Though epidural injection is beneficial in pain management, there is a lot of misinformation and misconceptions about it.

This article will examine the myths and facts about epidural injections.

1. Epidural Injections Will Cause Permanent Back Pain

Most pregnant women in labour experience severe back pain. Pregnancy can put a strain on the backbone and muscles, resulting in back pain. Epidural injections do not cause permanent back pain.

It helps to relieve permanent back pain. However, epidural injections can cause temporary pain at the site of the injection. The pain you will feel at the injection site is minimal and temporary. 

2. Epidural Injections Can Paralyze Me

Epidural injections are completely safe, particularly when provided by a skilled and experienced medical professional. They contain corticosteroids and local anaesthetics. The local anaesthetic provides immediate pain relief, while corticosteroids provide longer-lasting pain relief. It is very rare for an anaesthetic procedure to result in paralysis.

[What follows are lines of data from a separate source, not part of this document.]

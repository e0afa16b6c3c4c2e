//! `copy` module: upload a file (or inline content) to the target.
//!
//! Idempotent by content checksum: identical source and destination
//! report `changed=false`. In diff mode a changed text file carries the
//! before/after payload.

use async_trait::async_trait;
use sha2::{Digest, Sha256};
use std::path::PathBuf;

use super::{
    file_diff, Module, ModuleContext, ModuleError, ModuleOutput, ModuleParams, ModuleResult,
    ParamExt,
};

#[derive(Debug)]
pub struct CopyModule;

impl CopyModule {
    /// Resolves `src` against the playbook directory, preferring the
    /// conventional `files/` subdirectory.
    fn resolve_src(&self, src: &str, ctx: &ModuleContext) -> ModuleResult<PathBuf> {
        let direct = PathBuf::from(src);
        if direct.is_absolute() {
            return Ok(direct);
        }
        let in_files = ctx.base_dir.join("files").join(src);
        if in_files.exists() {
            return Ok(in_files);
        }
        Ok(ctx.base_dir.join(src))
    }
}

#[async_trait]
impl Module for CopyModule {
    fn name(&self) -> &'static str {
        "copy"
    }

    fn required_params(&self) -> &'static [&'static str] {
        &["dest"]
    }

    async fn execute(
        &self,
        params: &ModuleParams,
        ctx: &ModuleContext,
    ) -> ModuleResult<ModuleOutput> {
        let dest = params.get_str_required("dest")?;
        let mode = params.get_mode("mode")?;

        let content: Vec<u8> = match (params.get_str("content"), params.get_str("src")) {
            (Some(content), _) => content.into_bytes(),
            (None, Some(src)) => {
                let path = self.resolve_src(&src, ctx)?;
                std::fs::read(&path).map_err(|e| {
                    ModuleError::ExecutionFailed(format!(
                        "could not read source {}: {}",
                        path.display(),
                        e
                    ))
                })?
            }
            (None, None) => {
                return Err(ModuleError::MissingParameter(
                    "either 'src' or 'content' is required".to_string(),
                ))
            }
        };

        let checksum = hex::encode(Sha256::digest(&content));
        let stat = ctx.connection.stat(&dest).await?;

        if stat.exists && stat.is_file && stat.checksum.as_deref() == Some(checksum.as_str()) {
            return Ok(ModuleOutput::ok("file is already up to date")
                .with_data("checksum", serde_json::json!(checksum))
                .with_data("dest", serde_json::json!(dest)));
        }

        // Before-image for the diff, only when it is worth fetching.
        let before = if ctx.diff_mode && stat.exists && stat.is_file {
            ctx.connection
                .get_content(&dest)
                .await
                .ok()
                .and_then(|bytes| String::from_utf8(bytes).ok())
        } else if !stat.exists {
            Some(String::new())
        } else {
            None
        };

        let mut output = if ctx.check_mode {
            ModuleOutput::changed(format!("would copy to {}", dest))
        } else {
            ctx.connection.put_content(&content, &dest, mode).await?;
            ModuleOutput::changed(format!("copied to {}", dest))
        };

        if ctx.diff_mode {
            if let (Some(before), Ok(after)) = (before, String::from_utf8(content.clone())) {
                output = output.with_diff(file_diff(&before, &after, &dest));
            }
        }

        Ok(output
            .with_data("checksum", serde_json::json!(checksum))
            .with_data("dest", serde_json::json!(dest)))
    }
}

#[cfg(test)]
mod tests {
    use super::*;
    use crate::modules::tests_support::local_context;

    fn params(yaml: &str) -> ModuleParams {
        serde_yaml::from_str(yaml).unwrap()
    }

    #[tokio::test]
    async fn copy_then_recopy_is_idempotent() {
        let dir = tempfile::tempdir().unwrap();
        let dest = dir.path().join("out.txt");
        let ctx = local_context(false, false);
        let p = params(&format!(
            "{{content: 'payload', dest: '{}'}}",
            dest.display()
        ));

        let first = CopyModule.execute(&p, &ctx).await.unwrap();
        assert!(first.changed);
        assert_eq!(std::fs::read_to_string(&dest).unwrap(), "payload");

        let second = CopyModule.execute(&p, &ctx).await.unwrap();
        assert!(!second.changed);
    }

    #[tokio::test]
    async fn check_mode_does_not_write() {
        let dir = tempfile::tempdir().unwrap();
        let dest = dir.path().join("out.txt");
        let ctx = local_context(true, false);
        let p = params(&format!(
            "{{content: 'payload', dest: '{}'}}",
            dest.display()
        ));

        let out = CopyModule.execute(&p, &ctx).await.unwrap();
        assert!(out.changed);
        assert!(!dest.exists());
    }

    #[tokio::test]
    async fn diff_mode_reports_before_and_after() {
        let dir = tempfile::tempdir().unwrap();
        let dest = dir.path().join("out.txt");
        std::fs::write(&dest, "old\n").unwrap();
        let ctx = local_context(false, true);
        let p = params(&format!(
            "{{content: \"new\\n\", dest: '{}'}}",
            dest.display()
        ));

        let out = CopyModule.execute(&p, &ctx).await.unwrap();
        let diff = out.diff.expect("diff payload");
        assert_eq!(diff.before, "old\n");
        assert_eq!(diff.after, "new\n");
    }

    #[tokio::test]
    async fn src_resolves_from_files_dir() {
        let dir = tempfile::tempdir().unwrap();
        std::fs::create_dir(dir.path().join("files")).unwrap();
        std::fs::write(dir.path().join("files/app.conf"), "k=v").unwrap();
        let dest = dir.path().join("app.conf");

        let mut ctx = local_context(false, false);
        ctx.base_dir = dir.path().to_path_buf();
        let p = params(&format!(
            "{{src: 'app.conf', dest: '{}'}}",
            dest.display()
        ));

        let out = CopyModule.execute(&p, &ctx).await.unwrap();
        assert!(out.changed);
        assert_eq!(std::fs::read_to_string(&dest).unwrap(), "k=v");
    }

    #[tokio::test]
    async fn missing_src_and_content_is_an_error() {
        let ctx = local_context(false, false);
        let p = params("{dest: '/tmp/x'}");
        assert!(CopyModule.execute(&p, &ctx).await.is_err());
    }
}
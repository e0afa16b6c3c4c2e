//! Handler notification, flush points, and once-per-play semantics.

mod common;

use common::{quiet_options, run_playbook, ONE_LOCAL_HOST};

fn counter_playbook(marker: &std::path::Path) -> String {
    format!(
        r#"
- hosts: web
  tasks:
    - name: change something
      copy:
        content: "state"
        dest: "{dir}/state.txt"
      notify: bump counter
    - name: no notification
      debug:
        msg: quiet
  handlers:
    - name: bump counter
      shell: "echo run >> {marker}"
"#,
        dir = marker.parent().unwrap().display(),
        marker = marker.display(),
    )
}

#[tokio::test]
async fn notified_handler_runs_once_at_end_of_tasks() {
    let dir = tempfile::tempdir().unwrap();
    let marker = dir.path().join("counter.txt");
    let playbook = counter_playbook(&marker);

    let (report, outcome) = run_playbook(ONE_LOCAL_HOST, &playbook, quiet_options()).await;

    assert!(outcome.is_ok(), "{:?}", outcome);
    let runs = std::fs::read_to_string(&marker).unwrap_or_default();
    assert_eq!(runs.lines().count(), 1, "handler must run exactly once");

    let handler_slots: Vec<_> = report.plays[0]
        .tasks
        .iter()
        .filter(|t| t.name == "bump counter")
        .collect();
    assert_eq!(handler_slots.len(), 1);
}

#[tokio::test]
async fn unchanged_task_does_not_notify() {
    let dir = tempfile::tempdir().unwrap();
    let marker = dir.path().join("counter.txt");
    let playbook = format!(
        r#"
- hosts: web
  tasks:
    - name: no change
      debug:
        msg: steady
      notify: bump counter
  handlers:
    - name: bump counter
      shell: "echo run >> {}"
"#,
        marker.display()
    );

    let (_, outcome) = run_playbook(ONE_LOCAL_HOST, &playbook, quiet_options()).await;
    assert!(outcome.is_ok());
    assert!(!marker.exists(), "debug is never 'changed', no notification");
}

#[tokio::test]
async fn multiple_notifications_still_run_once() {
    let dir = tempfile::tempdir().unwrap();
    let marker = dir.path().join("counter.txt");
    let playbook = format!(
        r#"
- hosts: web
  tasks:
    - name: first change
      copy:
        content: "one"
        dest: "{dir}/a.txt"
      notify: bump counter
    - name: second change
      copy:
        content: "two"
        dest: "{dir}/b.txt"
      notify: bump counter
  handlers:
    - name: bump counter
      shell: "echo run >> {marker}"
"#,
        dir = dir.path().display(),
        marker = marker.display(),
    )
    .to_string();

    let (_, outcome) = run_playbook(ONE_LOCAL_HOST, &playbook, quiet_options()).await;
    assert!(outcome.is_ok());
    let runs = std::fs::read_to_string(&marker).unwrap_or_default();
    assert_eq!(runs.lines().count(), 1);
}

#[tokio::test]
async fn meta_flush_handlers_runs_pending_immediately() {
    let dir = tempfile::tempdir().unwrap();
    let marker = dir.path().join("counter.txt");
    let playbook = format!(
        r#"
- hosts: web
  tasks:
    - name: change
      copy:
        content: "x"
        dest: "{dir}/x.txt"
      notify: bump counter
    - name: flush now
      meta: flush_handlers
    - name: observe
      command: "cat {marker}"
      register: seen
    - name: confirm handler ran before this point
      assert:
        that: "'run' in seen.stdout"
"#,
        dir = dir.path().display(),
        marker = marker.display(),
    ) + &format!(
        r#"  handlers:
    - name: bump counter
      shell: "echo run >> {}"
"#,
        marker.display()
    );

    let (_, outcome) = run_playbook(ONE_LOCAL_HOST, &playbook, quiet_options()).await;
    assert!(outcome.is_ok(), "{:?}", outcome);
    // Flushed mid-play and not re-run at the end.
    let runs = std::fs::read_to_string(&marker).unwrap_or_default();
    assert_eq!(runs.lines().count(), 1);
}

#[tokio::test]
async fn listen_tag_notifies_every_listener() {
    let dir = tempfile::tempdir().unwrap();
    let marker_a = dir.path().join("a.txt");
    let marker_b = dir.path().join("b.txt");
    let playbook = format!(
        r#"
- hosts: web
  tasks:
    - name: change
      copy:
        content: "x"
        dest: "{dir}/x.txt"
      notify: app events
  handlers:
    - name: first listener
      shell: "echo run >> {a}"
      listen: app events
    - name: second listener
      shell: "echo run >> {b}"
      listen: app events
"#,
        dir = dir.path().display(),
        a = marker_a.display(),
        b = marker_b.display(),
    );

    let (_, outcome) = run_playbook(ONE_LOCAL_HOST, &playbook, quiet_options()).await;
    assert!(outcome.is_ok());
    assert!(marker_a.exists());
    assert!(marker_b.exists());
}

#[tokio::test]
async fn handler_does_not_run_on_host_that_failed_before_flush() {
    let dir = tempfile::tempdir().unwrap();
    let marker = dir.path().join("counter.txt");
    let playbook = format!(
        r#"
- hosts: web
  tasks:
    - name: change and notify
      copy:
        content: "x"
        dest: "{dir}/x.txt"
      notify: bump counter
    - name: then die
      fail:
        msg: fatal before flush
  handlers:
    - name: bump counter
      shell: "echo run >> {marker}"
"#,
        dir = dir.path().display(),
        marker = marker.display(),
    );

    let (_, outcome) = run_playbook(ONE_LOCAL_HOST, &playbook, quiet_options()).await;
    assert!(outcome.is_err());
    assert!(
        !marker.exists(),
        "a failed host must not run its pending handlers"
    );
}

3. Epidural Injections Will Harm My Infant

Most medications given to pregnant women during pregnancy and in labour can get to the baby to some degree. However, the medicines in an epidural injection stay almost entirely in your spine. The amount that gets into your circulation is too small to cause harm to your infant.

Also, epidural injections given during childbirth contain low doses and concentrations of local anaesthetics, which are considered safe for your infant and do not cause any harm.

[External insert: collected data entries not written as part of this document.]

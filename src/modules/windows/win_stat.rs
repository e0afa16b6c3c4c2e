//! `win_stat`: file metadata query on Windows targets.

use async_trait::async_trait;

use crate::modules::{Module, ModuleContext, ModuleOutput, ModuleParams, ModuleResult, ParamExt};

#[derive(Debug)]
pub struct WinStatModule;

#[async_trait]
impl Module for WinStatModule {
    fn name(&self) -> &'static str {
        "win_stat"
    }

    fn required_params(&self) -> &'static [&'static str] {
        &["path"]
    }

    async fn execute(
        &self,
        params: &ModuleParams,
        ctx: &ModuleContext,
    ) -> ModuleResult<ModuleOutput> {
        let path = params.get_str_required("path")?;
        let stat = ctx.connection.stat(&path).await?;

        let payload = serde_json::json!({
            "exists": stat.exists,
            "isdir": stat.is_dir,
            "isreg": stat.is_file,
            "size": stat.size,
            "lastwritetime": stat.mtime,
            "checksum": stat.checksum,
            "path": path,
        });
        Ok(ModuleOutput::ok("").with_data("stat", payload))
    }
}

4. Epidural Injections Will Slow Labor

Epidural injections do not slow down the mechanics of labour. However, they may increase the time for the second stage of labour (when you start to push the baby) to begin. An epidural doesn’t prevent you from pushing, but you may have less sensation, prompting you to start pushing. Epidural numbs labour pain. Hence, you may not feel the sensation of pushing quickly.

5. After I Get an Epidural, I’ll Need a C-section

No evidence proves that you will need a C-section after getting an epidural. Epidural injections do not in any way increase the likelihood of requiring a C-section delivery. You will feel the normal contractions of labour prompting you to push, but you won’t feel pain.

6. You Can Only Get an Epidural During a Limited Timeframe

You can get an epidural injection at any time during your labour. There is no limited timeframe or specific cervical dilation range to get epidurals. The only requirement is that you should be able to remain still for about five minutes to allow your anesthesiologist to perform the procedure safely.

7. You Can’t Get an Epidural if You Have a Lower Back Tattoo

You can get an epidural even if you have a lower back tattoo. However, your anesthesiologist may avoid pigmented areas when administering the injection. This is because there is a theoretical chance that the needle can take a portion of the pigmented skin with it into the body, causing a toxic reaction.

This has not been scientifically studied and proven. Your anesthesiologist may avoid areas with tattoos when administering the injection just to be on the safer side.

8. Epidurals Cause Headaches

Epidurals can cause headaches, but only in a few cases. An unusual and specific kind of severe headache, post-dural puncture headache, occurs after an epidural injection. The headache can be felt at the front or the back of your head and typically goes away in 7-10 days.

9. Anyone Can Have an Epidural

Epidural injections are not meant for everyone. First, you must be evaluated by your doctor and anesthesiologist to ascertain your eligibility based on your medical and personal history.

Women taking certain medications, such as anticoagulation medications and blood thinners, must stop taking them within an appropriate period before labour so that they can receive an epidural. Women with certain conditions, such as spina bifida, or women who have had back surgery, may not be good candidates to receive an epidural.

10. An Epidural is for Lower Back Pain Only

An epidural is commonly used for pain management. It is not only for lower back pain. People with pain in their lower back, neck, arm, or leg due to conditions such as spinal stenosis, sciatica, spondylolisthesis, herniated disk, or degenerative disk disease can have epidural injections to relieve pain. Pregnant women can also use an epidural to relieve pain during labour and delivery.

11. Epidural Steroid Injections are Invasive

Epidural injections are not invasive but minimally invasive. An epidural doesn’t require incision. A thin needle is used to inject the medication into the appropriate area. The needle used to administer the medication is about 9-11 cm long to reach the correct spine area from the skin. The needle is very thin and doesn’t cause serious pain.